Относительная легкость, с которой польские руководители смогли изолировать и уничтожить недовольных студентов, была связана с тем, что им удалось отделить интеллектуалов и их жалобы от остальной страны — в этой стратегии антисемитизм, конечно, сыграл им на руку. Возможно, определенная ответственность за это лежала и на самих студентах — самыми активными в протестах и демонстрациях, особенно в Варшавском университете, были привилегированные сыновья и дочери польской коммунистической номенклатуры, и их больше всего беспокоили проблемы свободы слова и политических прав. Как быстро заметили их враги-неосталинисты, варшавская диссидентская интеллигенция обращала мало внимания на проблемы рабочего населения, связанные с хлебом насущным. В свою очередь, польскому населению в основном были глубоко безразличны преследования, как евреев, так и студентов, а особенно студентов-евреев.
Два года спустя, в 1970 году, когда правительство подняло цены на продукты питания на 30%, а рабочие верфи в Гданьске вышли на забастовку в знак протеста, бумеранг трагически, хотя и непреднамеренно, вернулся — никто за них не вступился. Если польские рабочие и интеллектуалы хотели бросить вызов партии, они должны были преодолеть взаимное равнодушие и заключить политический союз. Этот урок был хорошо усвоен и в свое время применен с историческим эффектом, прежде всего самими Адамом Михником и Яцеком Куронем. Это изменило ход истории.
В этом отношении, по крайней мере, 1968 год в Польше имел один положительный результат, хотя и отложенный. Чего нельзя было сказать о соседней Чехословакии.
В начале 1960-х годов Чехословакия находилась в гибридном состоянии, застряв посреди неудобного перехода от национального сталинизма к реформаторскому коммунизму. Показательные процессы и чистки 1950-х поздно докатились до Праги, так что по сравнению с другими странами именно в Чехословакии их влияние было наиболее ощутимым и длительным. Старая сталинистская элита не менялась — не было чешского Гомулки или Кадара.
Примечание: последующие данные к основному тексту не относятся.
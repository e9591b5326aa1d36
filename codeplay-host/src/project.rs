//! Project directory I/O: the three source files as one snapshot.

use crate::config::ProjectFiles;
use anyhow::Context;
use codeplay_preview::{CodeSnapshot, EditorTab};
use std::fs;
use std::io::ErrorKind;
use std::path::{Path, PathBuf};

pub fn source_path(dir: &Path, files: &ProjectFiles, tab: EditorTab) -> PathBuf {
    let name = match tab {
        EditorTab::Html => &files.html,
        EditorTab::Css => &files.css,
        EditorTab::Js => &files.js,
    };
    dir.join(name)
}

/// Read one source file. A missing file reads as empty.
pub fn read_source(path: &Path) -> anyhow::Result<String> {
    match fs::read_to_string(path) {
        Ok(text) => Ok(text),
        Err(e) if e.kind() == ErrorKind::NotFound => Ok(String::new()),
        Err(e) => Err(e).with_context(|| format!("read {}", path.display())),
    }
}

pub fn read_project(dir: &Path, files: &ProjectFiles) -> anyhow::Result<CodeSnapshot> {
    let mut snapshot = CodeSnapshot::default();
    for tab in EditorTab::ALL {
        let text = read_source(&source_path(dir, files, tab))?;
        snapshot = snapshot.with(tab, text);
    }
    Ok(snapshot)
}

/// True if none of the three source files exist.
pub fn is_unset(dir: &Path, files: &ProjectFiles) -> bool {
    EditorTab::ALL
        .iter()
        .all(|tab| !source_path(dir, files, *tab).exists())
}

pub fn write_project(dir: &Path, files: &ProjectFiles, snapshot: &CodeSnapshot) -> anyhow::Result<()> {
    fs::create_dir_all(dir).with_context(|| format!("create {}", dir.display()))?;
    for tab in EditorTab::ALL {
        let path = source_path(dir, files, tab);
        fs::write(&path, snapshot.get(tab)).with_context(|| format!("write {}", path.display()))?;
    }
    Ok(())
}
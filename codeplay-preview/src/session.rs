//! Preview session: source buffers -> scheduler -> compositor -> render surface.

use crate::bridge::{BridgeHub, BridgeMessage};
use crate::compositor::compose_document;
use crate::scheduler::{DebouncedScheduler, RenderEvent, SchedulerHandle};
use crate::snapshot::{CodeSnapshot, SourceBuffers};
use crate::surface::{RenderSurface, SurfaceSlot};
use std::time::Duration;
use tokio::sync::{broadcast, mpsc, watch};
use tokio::task::JoinHandle;

/// One live preview bound to a set of buffers. Dropping it tears everything
/// down: the pending debounce timer, both tasks and the guest bridge context.
pub struct PreviewSession {
    scheduler: DebouncedScheduler,
    handle: SchedulerHandle,
    source: watch::Receiver<CodeSnapshot>,
    slot: SurfaceSlot,
    bridge: BridgeHub,
    forward: JoinHandle<()>,
    render: JoinHandle<()>,
}

impl PreviewSession {
    /// Start previewing `buffers`. The current content is scheduled right away.
    pub fn start(
        buffers: &SourceBuffers,
        slot: SurfaceSlot,
        bridge: BridgeHub,
        delay: Duration,
    ) -> Self {
        let (scheduler, events) = DebouncedScheduler::spawn(delay);
        let handle = scheduler.handle();
        let source = buffers.subscribe();

        let mut changes = buffers.subscribe();
        handle.push(changes.borrow_and_update().clone());

        let forward_handle = handle.clone();
        let forward = tokio::spawn(async move {
            while changes.changed().await.is_ok() {
                let snapshot = changes.borrow_and_update().clone();
                if !forward_handle.push(snapshot) {
                    break;
                }
            }
        });

        let render = tokio::spawn(run_renders(events, slot.clone(), bridge.clone()));

        Self {
            scheduler,
            handle,
            source,
            slot,
            bridge,
            forward,
            render,
        }
    }

    /// True between an edit and the render it leads to.
    pub fn pending(&self) -> watch::Receiver<bool> {
        self.scheduler.pending()
    }

    pub fn is_pending(&self) -> bool {
        self.scheduler.is_pending()
    }

    pub fn bridge(&self) -> &BridgeHub {
        &self.bridge
    }

    /// Guest console output (onMessage). Dropping the receiver unsubscribes.
    pub fn console(&self) -> broadcast::Receiver<BridgeMessage> {
        self.bridge.subscribe()
    }

    /// Schedule the current buffers again, e.g. for a manual "run".
    pub fn refresh(&self) -> bool {
        self.handle.push(self.source.borrow().clone())
    }

    /// Install (or recreate) the render surface and schedule the current buffers onto it.
    pub fn attach_surface(&self, surface: impl RenderSurface + 'static) {
        self.bridge.teardown();
        self.slot.attach(surface);
        self.refresh();
    }

    /// Remove the render surface. The guest context it hosted is retired.
    pub fn detach_surface(&self) -> Option<Box<dyn RenderSurface>> {
        self.bridge.teardown();
        self.slot.detach()
    }

    pub fn shutdown(self) {
        // Drop does the work.
    }
}

impl Drop for PreviewSession {
    fn drop(&mut self) {
        self.forward.abort();
        self.render.abort();
        self.bridge.teardown();
    }
}

async fn run_renders(
    mut events: mpsc::UnboundedReceiver<RenderEvent>,
    slot: SurfaceSlot,
    bridge: BridgeHub,
) {
    while let Some(event) = events.recv().await {
        render_event(&slot, &bridge, event);
    }
}

fn render_event(slot: &SurfaceSlot, bridge: &BridgeHub, event: RenderEvent) {
    let rendered = slot.with_surface(|surface| {
        let document = compose_document(&event.snapshot);
        let port = bridge.begin_context();
        surface.render(&document, port)
    });
    match rendered {
        None => tracing::debug!(seq = event.seq, "no render surface attached, skipping render"),
        Some(Ok(())) => tracing::debug!(seq = event.seq, "preview rendered"),
        Some(Err(e)) => tracing::warn!(seq = event.seq, error = %e, "preview render failed"),
    }
}
//! Host configuration, read from `codeplay.yaml` in the project directory.

use anyhow::Context;
use serde::Deserialize;
use std::path::{Path, PathBuf};
use std::time::Duration;

pub const CONFIG_FILE_NAME: &str = "codeplay.yaml";

/// File names of the three sources inside a project directory.
#[derive(Debug, Clone, PartialEq, Eq, Deserialize)]
#[serde(default)]
pub struct ProjectFiles {
    pub html: String,
    pub css: String,
    pub js: String,
}

impl Default for ProjectFiles {
    fn default() -> Self {
        Self {
            html: "index.html".to_string(),
            css: "style.css".to_string(),
            js: "script.js".to_string(),
        }
    }
}

#[derive(Debug, Clone, PartialEq, Eq, Deserialize)]
#[serde(default)]
pub struct HostConfig {
    /// Quiet period before an edit burst is rendered.
    pub debounce_ms: u64,
    /// How often the watcher checks the source files.
    pub poll_interval_ms: u64,
    /// How often an open preview page checks for a newer render. 0 disables.
    pub live_reload_ms: u64,
    pub files: ProjectFiles,
    /// Preview page, relative to the project directory unless absolute.
    pub output: PathBuf,
    pub state_file: PathBuf,
    pub snippets_file: PathBuf,
}

impl Default for HostConfig {
    fn default() -> Self {
        Self {
            debounce_ms: 400,
            poll_interval_ms: 100,
            live_reload_ms: 500,
            files: ProjectFiles::default(),
            output: PathBuf::from("preview.html"),
            state_file: PathBuf::from(".codeplay/state.json"),
            snippets_file: PathBuf::from(".codeplay/snippets.json"),
        }
    }
}

impl HostConfig {
    /// Load `explicit` if given, else `<dir>/codeplay.yaml` if it exists, else defaults.
    pub fn load(dir: &Path, explicit: Option<&Path>) -> anyhow::Result<Self> {
        let path = match explicit {
            Some(p) => p.to_path_buf(),
            None => {
                let candidate = dir.join(CONFIG_FILE_NAME);
                if !candidate.exists() {
                    return Ok(Self::default());
                }
                candidate
            }
        };
        let bytes = std::fs::read(&path).with_context(|| format!("read {}", path.display()))?;
        Self::from_yaml(&bytes).with_context(|| format!("parse {}", path.display()))
    }

    pub fn from_yaml(bytes: &[u8]) -> anyhow::Result<Self> {
        if bytes.iter().all(u8::is_ascii_whitespace) {
            return Ok(Self::default());
        }
        let config: HostConfig = serde_yaml::from_slice(bytes)?;
        if config.poll_interval_ms == 0 {
            anyhow::bail!("poll_interval_ms must be greater than 0");
        }
        Ok(config)
    }

    pub fn debounce(&self) -> Duration {
        Duration::from_millis(self.debounce_ms)
    }

    pub fn poll_interval(&self) -> Duration {
        Duration::from_millis(self.poll_interval_ms)
    }

    pub fn live_reload(&self) -> Option<u64> {
        (self.live_reload_ms > 0).then_some(self.live_reload_ms)
    }

    /// Resolve a configured path against the project directory.
    pub fn resolve(dir: &Path, path: &Path) -> PathBuf {
        if path.is_absolute() {
            path.to_path_buf()
        } else {
            dir.join(path)
        }
    }
}

#[cfg(test)]
mod tests {
    use super::*;
    use pretty_assertions::assert_eq;

    #[test]
    fn empty_yaml_is_default() {
        assert_eq!(HostConfig::from_yaml(b"").unwrap(), HostConfig::default());
        assert_eq!(HostConfig::from_yaml(b"\n  \n").unwrap(), HostConfig::default());
    }

    #[test]
    fn partial_yaml_keeps_defaults() {
        let yaml = b"debounce_ms: 250\nfiles:\n  js: app.js\noutput: out/live.html\n";
        let config = HostConfig::from_yaml(yaml).unwrap();
        assert_eq!(config.debounce(), Duration::from_millis(250));
        assert_eq!(config.files.js, "app.js");
        assert_eq!(config.files.html, "index.html");
        assert_eq!(config.output, PathBuf::from("out/live.html"));
        assert_eq!(config.poll_interval_ms, 100);
    }

    #[test]
    fn invalid_yaml_is_an_error() {
        assert!(HostConfig::from_yaml(b"debounce_ms: soon").is_err());
        assert!(HostConfig::from_yaml(b"poll_interval_ms: 0").is_err());
    }

    #[test]
    fn live_reload_zero_disables() {
        let config = HostConfig::from_yaml(b"live_reload_ms: 0").unwrap();
        assert_eq!(config.live_reload(), None);
        assert_eq!(HostConfig::default().live_reload(), Some(500));
    }

    #[test]
    fn resolve_keeps_absolute_paths() {
        let dir = Path::new("/work/demo");
        assert_eq!(
            HostConfig::resolve(dir, Path::new("preview.html")),
            PathBuf::from("/work/demo/preview.html")
        );
        assert_eq!(
            HostConfig::resolve(dir, Path::new("/tmp/p.html")),
            PathBuf::from("/tmp/p.html")
        );
    }
}
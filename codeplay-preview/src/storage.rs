//! Local persistence of the current snapshot and of named snippets.
//!
//! Storage never interrupts editing: write failures are logged and dropped,
//! unreadable or corrupt files load as "nothing saved".

use crate::error::{PreviewError, PreviewResult};
use crate::snapshot::CodeSnapshot;
use chrono::{DateTime, Utc};
use serde::{Deserialize, Serialize};
use std::fs;
use std::path::{Path, PathBuf};

/// Persistence contract used by the application shell.
pub trait SnapshotStore {
    fn save(&self, snapshot: &CodeSnapshot);
    fn load(&self) -> Option<CodeSnapshot>;
}

/// Stores the snapshot as `{"html":..,"css":..,"js":..}` in one file.
#[derive(Debug, Clone)]
pub struct JsonFileStore {
    path: PathBuf,
}

impl JsonFileStore {
    pub fn new(path: impl Into<PathBuf>) -> Self {
        Self { path: path.into() }
    }

    pub fn path(&self) -> &Path {
        &self.path
    }
}

impl SnapshotStore for JsonFileStore {
    fn save(&self, snapshot: &CodeSnapshot) {
        if let Err(e) = write_json(&self.path, snapshot) {
            tracing::warn!(error = %e, "could not save playground state");
        }
    }

    fn load(&self) -> Option<CodeSnapshot> {
        read_json(&self.path)
    }
}

/// A saved, named copy of the three buffers.
#[derive(Debug, Clone, PartialEq, Eq, Serialize, Deserialize)]
pub struct Snippet {
    pub name: String,
    #[serde(flatten)]
    pub code: CodeSnapshot,
    #[serde(rename = "date")]
    pub saved_at: DateTime<Utc>,
}

/// Saved snippets, newest first, persisted as a JSON array.
#[derive(Debug)]
pub struct SnippetLibrary {
    path: PathBuf,
    snippets: Vec<Snippet>,
}

impl SnippetLibrary {
    /// Load the library at `path`. A missing or corrupt file gives an empty library.
    pub fn open(path: impl Into<PathBuf>) -> Self {
        let path = path.into();
        let snippets = read_json(&path).unwrap_or_default();
        Self { path, snippets }
    }

    pub fn list(&self) -> &[Snippet] {
        &self.snippets
    }

    pub fn len(&self) -> usize {
        self.snippets.len()
    }

    pub fn is_empty(&self) -> bool {
        self.snippets.is_empty()
    }

    /// Save `code` at the front of the list. A blank name becomes `Snippet N`.
    pub fn save(&mut self, name: Option<&str>, code: CodeSnapshot, now: DateTime<Utc>) -> &Snippet {
        let name = match name.map(str::trim) {
            Some(n) if !n.is_empty() => n.to_string(),
            _ => format!("Snippet {}", self.snippets.len() + 1),
        };
        self.snippets.insert(
            0,
            Snippet {
                name,
                code,
                saved_at: now,
            },
        );
        self.persist();
        &self.snippets[0]
    }

    pub fn get(&self, index: usize) -> PreviewResult<&Snippet> {
        self.snippets
            .get(index)
            .ok_or(PreviewError::SnippetOutOfRange {
                index,
                len: self.snippets.len(),
            })
    }

    pub fn delete(&mut self, index: usize) -> PreviewResult<Snippet> {
        if index >= self.snippets.len() {
            return Err(PreviewError::SnippetOutOfRange {
                index,
                len: self.snippets.len(),
            });
        }
        let removed = self.snippets.remove(index);
        self.persist();
        Ok(removed)
    }

    fn persist(&self) {
        if let Err(e) = write_json(&self.path, &self.snippets) {
            tracing::warn!(error = %e, "could not save snippets");
        }
    }
}

fn write_json<T: Serialize + ?Sized>(path: &Path, value: &T) -> PreviewResult<()> {
    if let Some(parent) = path.parent().filter(|p| !p.as_os_str().is_empty()) {
        fs::create_dir_all(parent).map_err(|e| PreviewError::io(parent, e))?;
    }
    let json = serde_json::to_string_pretty(value)?;
    fs::write(path, json).map_err(|e| PreviewError::io(path, e))
}

fn read_json<T: for<'de> Deserialize<'de>>(path: &Path) -> Option<T> {
    let raw = fs::read_to_string(path).ok()?;
    match serde_json::from_str(&raw) {
        Ok(value) => Some(value),
        Err(e) => {
            tracing::warn!(path = %path.display(), error = %e, "ignoring corrupt saved state");
            None
        }
    }
}
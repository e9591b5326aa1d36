//! Export of a snapshot as a standalone page or a three-file bundle,
//! written either as a directory or as a ZIP archive.

use crate::compositor::{compose_with, escape_html, ComposeOptions};
use crate::error::{PreviewError, PreviewResult};
use crate::snapshot::CodeSnapshot;
use std::fs;
use std::io::{Cursor, Write};
use std::path::{Path, PathBuf};
use zip::write::SimpleFileOptions;
use zip::{CompressionMethod, ZipWriter};

pub const EXPORT_TITLE: &str = "Code Playground Export";
pub const EXPORT_FILE_NAME: &str = "playground-export.html";
pub const EXPORT_ZIP_NAME: &str = "playground-export.zip";

/// Single-file export. Same composition as the live preview, without the bridge shim.
pub fn export_html(snapshot: &CodeSnapshot) -> String {
    compose_with(snapshot, &ComposeOptions::export(EXPORT_TITLE))
}

/// Files of a multi-file export, relative paths with their contents.
#[derive(Debug, Clone, PartialEq, Eq)]
pub struct ExportBundle {
    pub files: Vec<(String, String)>,
}

impl ExportBundle {
    pub fn get(&self, name: &str) -> Option<&str> {
        self.files
            .iter()
            .find(|(n, _)| n == name)
            .map(|(_, content)| content.as_str())
    }

    /// Write every file into `dir`, creating it if needed. Returns the written paths.
    pub fn write_to(&self, dir: &Path) -> PreviewResult<Vec<PathBuf>> {
        fs::create_dir_all(dir).map_err(|e| PreviewError::io(dir, e))?;
        let mut written = Vec::with_capacity(self.files.len());
        for (name, content) in &self.files {
            let path = dir.join(name);
            fs::write(&path, content).map_err(|e| PreviewError::io(&path, e))?;
            written.push(path);
        }
        Ok(written)
    }

    /// Deflated ZIP archive holding every file at the archive root, in bundle order.
    pub fn zip_bytes(&self) -> PreviewResult<Vec<u8>> {
        let mut zip = ZipWriter::new(Cursor::new(Vec::new()));
        let options = SimpleFileOptions::default().compression_method(CompressionMethod::Deflated);
        for (name, content) in &self.files {
            zip.start_file(name.as_str(), options)?;
            zip.write_all(content.as_bytes())
                .map_err(|e| PreviewError::Archive(e.to_string()))?;
        }
        Ok(zip.finish()?.into_inner())
    }

    pub fn write_zip(&self, path: &Path) -> PreviewResult<()> {
        if let Some(parent) = path.parent().filter(|p| !p.as_os_str().is_empty()) {
            fs::create_dir_all(parent).map_err(|e| PreviewError::io(parent, e))?;
        }
        let bytes = self.zip_bytes()?;
        fs::write(path, bytes).map_err(|e| PreviewError::io(path, e))
    }
}

/// `index.html` referencing `style.css` and `script.js`, plus those two files verbatim.
pub fn export_bundle(snapshot: &CodeSnapshot) -> ExportBundle {
    let index = format!(
        r#"<!DOCTYPE html>
<html lang="en">
<head>
<meta charset="UTF-8">
<meta name="viewport" content="width=device-width, initial-scale=1.0">
<title>{}</title>
<link rel="stylesheet" href="style.css">
</head>
<body>
{}
<script src="script.js"></script>
</body>
</html>
"#,
        escape_html(EXPORT_TITLE),
        snapshot.markup()
    );
    ExportBundle {
        files: vec![
            ("index.html".to_string(), index),
            ("style.css".to_string(), snapshot.style().to_string()),
            ("script.js".to_string(), snapshot.script().to_string()),
        ],
    }
}

#[cfg(test)]
mod tests {
    use super::*;
    use std::io::Read;
    use zip::ZipArchive;

    fn read_entry<R: std::io::Read + std::io::Seek>(archive: &mut ZipArchive<R>, name: &str) -> String {
        let mut text = String::new();
        archive.by_name(name).unwrap().read_to_string(&mut text).unwrap();
        text
    }

    #[test]
    fn html_export_has_title_and_no_bridge() {
        let doc = export_html(&CodeSnapshot::new("<p>x</p>", "p{}", "go()"));
        assert!(doc.contains("<title>Code Playground Export</title>"));
        assert!(doc.contains("<p>x</p>"));
        assert!(!doc.contains("postMessage"));
    }

    #[test]
    fn bundle_keeps_sources_verbatim() {
        let snap = CodeSnapshot::new("<main></main>", "main{}", "let a = '</script>';");
        let bundle = export_bundle(&snap);
        assert_eq!(bundle.get("style.css"), Some("main{}"));
        assert_eq!(bundle.get("script.js"), Some("let a = '</script>';"));
        let index = bundle.get("index.html").unwrap();
        assert!(index.contains("<main></main>"));
        assert!(index.contains(r#"<script src="script.js"></script>"#));
    }

    #[test]
    fn zip_archive_reads_back() {
        let snap = CodeSnapshot::new("<h1>Hi</h1>", "h1{color:red}", "console.log('</script>');");
        let bundle = export_bundle(&snap);
        let mut archive = ZipArchive::new(Cursor::new(bundle.zip_bytes().unwrap())).unwrap();

        assert_eq!(archive.len(), 3);
        let names: Vec<String> = (0..archive.len())
            .map(|i| archive.by_index(i).unwrap().name().to_string())
            .collect();
        assert_eq!(names, vec!["index.html", "style.css", "script.js"]);
        assert_eq!(read_entry(&mut archive, "style.css"), "h1{color:red}");
        assert_eq!(read_entry(&mut archive, "script.js"), "console.log('</script>');");
        assert_eq!(read_entry(&mut archive, "index.html"), bundle.get("index.html").unwrap());
    }

    #[test]
    fn write_zip_creates_parent_dirs() {
        let tmp = tempfile::tempdir().unwrap();
        let path = tmp.path().join("out").join(EXPORT_ZIP_NAME);
        export_bundle(&CodeSnapshot::new("<p>x</p>", "", "")).write_zip(&path).unwrap();

        let mut archive = ZipArchive::new(fs::File::open(&path).unwrap()).unwrap();
        assert!(read_entry(&mut archive, "index.html").contains("<p>x</p>"));
        assert_eq!(read_entry(&mut archive, "script.js"), "");
    }

    #[test]
    fn unreadable_archive_maps_to_archive_error() {
        let err = ZipArchive::new(Cursor::new(b"not a zip".to_vec())).err().unwrap();
        assert!(matches!(PreviewError::from(err), PreviewError::Archive(_)));
    }
}
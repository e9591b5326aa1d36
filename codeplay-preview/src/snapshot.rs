//! Source state: the three editor buffers and the snapshots they publish.

use crate::error::PreviewError;
use crate::templates::{DEFAULT_TEMPLATE, TEMPLATES};
use serde::{Deserialize, Serialize};
use std::fmt;
use std::str::FromStr;
use tokio::sync::watch;

/// One point-in-time view of all three buffers. Never mutated after construction.
///
/// Serialized as `{"html": .., "css": .., "js": ..}`, the shape shared by
/// persistence, share links and snippets.
#[derive(Debug, Clone, Default, PartialEq, Eq, Hash, Serialize, Deserialize)]
pub struct CodeSnapshot {
    #[serde(rename = "html", default)]
    markup: String,
    #[serde(rename = "css", default)]
    style: String,
    #[serde(rename = "js", default)]
    script: String,
}

impl CodeSnapshot {
    pub fn new(
        markup: impl Into<String>,
        style: impl Into<String>,
        script: impl Into<String>,
    ) -> Self {
        Self {
            markup: markup.into(),
            style: style.into(),
            script: script.into(),
        }
    }

    pub fn markup(&self) -> &str {
        &self.markup
    }

    pub fn style(&self) -> &str {
        &self.style
    }

    pub fn script(&self) -> &str {
        &self.script
    }

    /// Buffer content for a tab.
    pub fn get(&self, tab: EditorTab) -> &str {
        match tab {
            EditorTab::Html => &self.markup,
            EditorTab::Css => &self.style,
            EditorTab::Js => &self.script,
        }
    }

    /// A new snapshot with one buffer replaced.
    pub fn with(&self, tab: EditorTab, text: impl Into<String>) -> Self {
        let mut next = self.clone();
        let text = text.into();
        match tab {
            EditorTab::Html => next.markup = text,
            EditorTab::Css => next.style = text,
            EditorTab::Js => next.script = text,
        }
        next
    }

    pub fn is_empty(&self) -> bool {
        self.markup.is_empty() && self.style.is_empty() && self.script.is_empty()
    }
}

/// The currently selected editor buffer.
#[derive(Debug, Clone, Copy, Default, PartialEq, Eq, Hash, Serialize, Deserialize)]
#[serde(rename_all = "lowercase")]
pub enum EditorTab {
    #[default]
    Html,
    Css,
    Js,
}

impl EditorTab {
    pub const ALL: [EditorTab; 3] = [EditorTab::Html, EditorTab::Css, EditorTab::Js];

    /// Tab for a 1-based shortcut number (Ctrl+1, Ctrl+2, Ctrl+3).
    pub fn from_shortcut(n: u8) -> Option<Self> {
        match n {
            1 => Some(EditorTab::Html),
            2 => Some(EditorTab::Css),
            3 => Some(EditorTab::Js),
            _ => None,
        }
    }

    pub fn as_str(self) -> &'static str {
        match self {
            EditorTab::Html => "html",
            EditorTab::Css => "css",
            EditorTab::Js => "js",
        }
    }
}

impl fmt::Display for EditorTab {
    fn fmt(&self, f: &mut fmt::Formatter<'_>) -> fmt::Result {
        f.write_str(self.as_str())
    }
}

impl FromStr for EditorTab {
    type Err = PreviewError;

    fn from_str(s: &str) -> Result<Self, Self::Err> {
        match s.trim().to_ascii_lowercase().as_str() {
            "html" => Ok(EditorTab::Html),
            "css" => Ok(EditorTab::Css),
            "js" | "javascript" => Ok(EditorTab::Js),
            other => Err(PreviewError::UnknownTab {
                tab: other.to_string(),
            }),
        }
    }
}

/// Explicit state container for the three buffers.
///
/// Editing surfaces mutate it; the preview pipeline only reads snapshots and
/// subscribes to changes. Every change publishes a whole new [`CodeSnapshot`].
pub struct SourceBuffers {
    tx: watch::Sender<CodeSnapshot>,
    active: EditorTab,
}

impl SourceBuffers {
    pub fn new(initial: CodeSnapshot) -> Self {
        let (tx, _rx) = watch::channel(initial);
        Self {
            tx,
            active: EditorTab::default(),
        }
    }

    /// Buffers seeded with the default starter template.
    pub fn with_default_template() -> Self {
        Self::new(TEMPLATES[DEFAULT_TEMPLATE].to_snapshot())
    }

    pub fn snapshot(&self) -> CodeSnapshot {
        self.tx.borrow().clone()
    }

    /// Change notifications. Dropping the receiver unsubscribes.
    pub fn subscribe(&self) -> watch::Receiver<CodeSnapshot> {
        self.tx.subscribe()
    }

    /// Replace one buffer. Subscribers are notified only if the text changed.
    pub fn set(&self, tab: EditorTab, text: impl Into<String>) -> bool {
        let text = text.into();
        self.tx.send_if_modified(|current| {
            if current.get(tab) == text {
                return false;
            }
            *current = current.with(tab, text);
            true
        })
    }

    pub fn set_markup(&self, text: impl Into<String>) -> bool {
        self.set(EditorTab::Html, text)
    }

    pub fn set_style(&self, text: impl Into<String>) -> bool {
        self.set(EditorTab::Css, text)
    }

    pub fn set_script(&self, text: impl Into<String>) -> bool {
        self.set(EditorTab::Js, text)
    }

    /// Replace all three buffers at once (loading saved or shared state).
    pub fn replace(&self, snapshot: CodeSnapshot) -> bool {
        self.tx.send_if_modified(|current| {
            if *current == snapshot {
                return false;
            }
            *current = snapshot;
            true
        })
    }

    /// Empty all three buffers.
    pub fn clear(&self) -> bool {
        self.replace(CodeSnapshot::default())
    }

    /// Restore the default starter template.
    pub fn reset(&self) -> bool {
        self.replace(TEMPLATES[DEFAULT_TEMPLATE].to_snapshot())
    }

    /// Load a starter template by index. Returns false for an unknown index.
    pub fn load_template(&self, index: usize) -> bool {
        match TEMPLATES.get(index) {
            Some(t) => {
                self.replace(t.to_snapshot());
                true
            }
            None => false,
        }
    }

    pub fn active_tab(&self) -> EditorTab {
        self.active
    }

    pub fn set_active_tab(&mut self, tab: EditorTab) {
        self.active = tab;
    }
}

impl Default for SourceBuffers {
    fn default() -> Self {
        Self::with_default_template()
    }
}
Старая гвардия режима никуда не делась. Для расследования процессов Сланского и других были сформированы две следственные комиссии, одна из которых работала в 1955-1957 годах, а вторая — в 1962-1963. Задачей обеих комиссий было каким-то образом признать недавние преступления режима, одновременно не допустив ослабления контроля над настоящим.
В краткосрочной перспективе эта цель была достигнута. Жертвы сталинских процессов были освобождены и реабилитированы — во многих случаях по указанию тех же политиков, судей, прокуроров и следователей, которые их осудили. Бывшим узникам возвращали партийный билет, какие-то деньги, купоны (например, на машину), а в некоторых случаях — даже конфискованные квартиры. Их женам и детям снова позволили работать и учиться в школе. Но, несмотря на это фактическое признание несправедливостей прошлого, партия оставалась незыблемой, а ее руководители, которые работали еще при Сталине, — при должностях.
Подобно лидеру французских коммунистов Морису Торезу, первый секретарь Антонин Новотны много лет ждал, чтобы убедиться, в какую сторону дует ветер, прежде чем последовать примеру Хрущева и осудить советского диктатора. Чехословакия пережила апогей сталинского террора так недавно и так болезненно, что партийная верхушка не хотела рисковать, признавая «ошибки», чтобы возможные последствия этого не превзошли волнения 1956 года в Польше или даже Венгрии. Поэтому десталинизацию в Чехословакии умышленно откладывали как можно дольше — даже памятник Сталину на склонах с видом на Прагу, а также его уменьшенную копию в словацкой столице Братиславе не трогали до октября 1962 года.[288]
Последствия коммунистической социальной революции сказались на Чехословакии больше, чем в других странах, — в значительной степени потому, что, как мы помним, в отличие от остальных государств, которые оказались под советской властью, это была действительно развитая буржуазная страна. Главными жертвами сталинского террора в Чехословакии были интеллектуалы, обычно из среднего класса и в основном евреи. Другие слои чехословацкого общества пострадали не так сильно. Социальные лифты для рабочего класса — или, точнее, социальные спуски для всех остальных — были характерной чертой 1950-х годов на чешских и словацких землях. Процент детей из рабочего класса в учреждениях общего высшего образования в Чехословакии вырос от 10% в 1938 году до 31% — в 1956-м, а в 1963-м составил почти 40%. Распределение доходов в Чехословакии к началу шестидесятых годов было самым эгалитарным в Советской Европе.